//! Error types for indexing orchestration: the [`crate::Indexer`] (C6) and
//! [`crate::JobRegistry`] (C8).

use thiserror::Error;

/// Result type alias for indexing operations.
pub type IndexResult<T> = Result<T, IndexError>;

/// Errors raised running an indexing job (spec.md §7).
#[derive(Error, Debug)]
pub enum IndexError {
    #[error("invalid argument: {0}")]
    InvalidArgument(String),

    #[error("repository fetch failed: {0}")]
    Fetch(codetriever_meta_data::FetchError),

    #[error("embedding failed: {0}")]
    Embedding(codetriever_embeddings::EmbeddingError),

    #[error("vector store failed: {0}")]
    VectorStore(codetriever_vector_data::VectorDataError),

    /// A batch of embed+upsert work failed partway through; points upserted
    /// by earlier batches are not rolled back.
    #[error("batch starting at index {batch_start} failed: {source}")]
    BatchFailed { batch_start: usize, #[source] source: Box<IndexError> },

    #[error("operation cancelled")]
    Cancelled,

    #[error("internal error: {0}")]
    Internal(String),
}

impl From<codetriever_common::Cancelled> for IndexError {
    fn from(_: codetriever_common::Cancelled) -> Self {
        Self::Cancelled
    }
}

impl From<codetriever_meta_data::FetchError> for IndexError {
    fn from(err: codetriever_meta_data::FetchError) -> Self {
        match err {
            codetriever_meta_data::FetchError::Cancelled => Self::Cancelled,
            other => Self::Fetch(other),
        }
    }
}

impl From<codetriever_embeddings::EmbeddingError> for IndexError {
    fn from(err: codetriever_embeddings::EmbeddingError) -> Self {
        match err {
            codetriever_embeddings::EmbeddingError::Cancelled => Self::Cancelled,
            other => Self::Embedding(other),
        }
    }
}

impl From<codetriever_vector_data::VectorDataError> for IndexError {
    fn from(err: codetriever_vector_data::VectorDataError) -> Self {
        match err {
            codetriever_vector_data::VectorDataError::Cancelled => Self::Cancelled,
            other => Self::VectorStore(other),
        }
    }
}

^^^^

- [Instructions to follow]:
Copy every line of the material above in which the string "impl" can be found.

- [Answer section]:
impl From<codetriever_common::Cancelled> for IndexError {
impl From<codetriever_meta_data::FetchError> for IndexError {
impl From<codetriever_embeddings::EmbeddingError> for IndexError {
impl From<codetriever_vector_data::VectorDataError> for IndexError {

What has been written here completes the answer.